The true meaning of “In the long run we are all dead”

Many commentators use John Maynard Keynes’ quotation “In the long run we are all dead” to suggest that Keynes, and by association those economists today who urge a moderation of government austerity policies, didn’t care about the future. The implication is that Keynes and Keynesian economists are recklessly short termist and would happily buy some temporary economic benefit at the price of ruinous long term debt increases and great damage to future generations.

The British professor of history Niall Ferguson made this implication explicit in an answer to a question at a recent conference in California. He went further and attributed Keynes’ supposed lack of interest in the future to the fact that he had no children, because he was gay. Ferguson has made an unreserved apology for his remarks. He acknowledged that Keynes (whose earlier gay life is not in dispute) was later married and his wife, the Russian ballerina Lydia Lopokova, suffered a miscarriage.

Ferguson is popular on the conference circuit because he makes controversial comments. With the academic credibility of a Harvard professorship this frankness gives him a ready and high paying audience. But his academic reputation lies in his distinguished work in financial history. He is not an economist and his emphatic forecasts about the inflationary consequences of high US federal debt and quantitative easing have been completely wrong.

But the more important point is that he, like so many others, clearly misunderstands the point that Keynes was making. Here is the context for Keynes’ quotation:

The long run is a misleading guide to current affairs. In the long run we are all dead. Economists set themselves too easy, too useless a task if in tempestuous seasons they can only tell us that when the storm is past the ocean is flat again.

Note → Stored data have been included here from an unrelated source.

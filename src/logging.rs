//! Logging setup for the command line front-end
//!
//! The library only emits `tracing` events; installing a subscriber is up to
//! the binary.

use tracing_subscriber::{prelude::*, EnvFilter};

use crate::{
    config::LoggingConfig,
    error::{Error, Result},
};

/// Environment variable holding a filter directive, e.g. `book_recommender=debug`
pub const LOG_ENV: &str = "RECOMMENDER_LOG";

/// Filter from `RECOMMENDER_LOG`, or from the configured level when unset
pub fn env_filter(config: &LoggingConfig) -> Result<EnvFilter> {
    match std::env::var(LOG_ENV) {
        Ok(directives) if !directives.trim().is_empty() => parse_filter(&directives),
        _ => parse_filter(&config.level),
    }
}

fn parse_filter(directives: &str) -> Result<EnvFilter> {
    EnvFilter::try_new(directives).map_err(|e| Error::Logging {
        message: format!("invalid log filter {directives:?}: {e}"),
    })
}

/// Install the global fmt subscriber writing to stderr.
///
/// # Errors
/// * `Error::Logging` - the filter does not parse or a subscriber is already set
pub fn init_logging(config: &LoggingConfig) -> Result<()> {
    let fmt_layer = tracing_subscriber::fmt::layer()
        .with_writer(std::io::stderr)
        .with_target(false);
    tracing_subscriber::registry()
        .with(env_filter(config)?)
        .with(fmt_layer)
        .try_init()
        .map_err(|e| Error::Logging {
            message: e.to_string(),
        })
}

#[cfg(test)]
mod tests {
    use super::*;

    #[test]
    fn configured_level_parses() {
        let config = LoggingConfig {
            level: "book_recommender=debug,warn".to_string(),
        };
        assert!(parse_filter(&config.level).is_ok());
    }

    #[test]
    fn bad_level_is_a_logging_error() {
        assert!(matches!(
            parse_filter("book_recommender=loud"),
            Err(Error::Logging { .. })
        ));
    }
}
use std::{collections::HashSet, fmt};

use ahash::RandomState;
use serde::{Deserialize, Serialize};

use crate::recommend::Snapshot;

/// Summary numbers for a built corpus
#[derive(Debug, Clone, Copy, Default, PartialEq, Eq, Serialize, Deserialize)]
pub struct CorpusStats {
    pub item_count: usize,
    /// distinct non-empty author strings
    pub unique_authors: usize,
    pub vocabulary_size: usize,
    pub degenerate_count: usize,
    pub duplicate_title_count: usize,
}

impl fmt::Display for CorpusStats {
    fn fmt(&self, f: &mut fmt::Formatter<'_>) -> fmt::Result {
        writeln!(f, "Total books in database: {}", self.item_count)?;
        writeln!(f, "Number of unique authors: {}", self.unique_authors)?;
        writeln!(f, "Vocabulary size: {}", self.vocabulary_size)?;
        writeln!(f, "Books without usable text: {}", self.degenerate_count)?;
        write!(f, "Duplicated titles: {}", self.duplicate_title_count)
    }
}

impl Snapshot {
    pub fn stats(&self) -> CorpusStats {
        let authors: HashSet<&str, RandomState> = self
            .items
            .iter()
            .map(|item| item.authors.as_str())
            .filter(|a| !a.is_empty())
            .collect();
        CorpusStats {
            item_count: self.items.len(),
            unique_authors: authors.len(),
            vocabulary_size: self.vocabulary.len(),
            degenerate_count: self.report.degenerate.len(),
            duplicate_title_count: self.report.duplicate_titles.len(),
        }
    }

    /// Every title in alphabetical order, duplicates included
    pub fn sorted_titles(&self) -> Vec<&str> {
        let mut titles: Vec<&str> = self.items.iter().map(|i| i.title.as_str()).collect();
        titles.sort_unstable();
        titles
    }
}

Keynes wrote this in one of his earlier works, The Tract on Monetary Reform, in 1923. It should be clear that he is not arguing that we should recklessly enjoy the present and let the future go hang. He is exasperated with the view of mainstream economists that the economy is an equilibrium system which will eventually return to a point of balance, so long as the government doesn’t interfere and if we are only willing to wait. He later challenged that view in his most important work The General Theory of Employment, Interest and Money (1935). arguing that the economy can slip into a long term underemployment equilibrium from which only government policy can rescue it.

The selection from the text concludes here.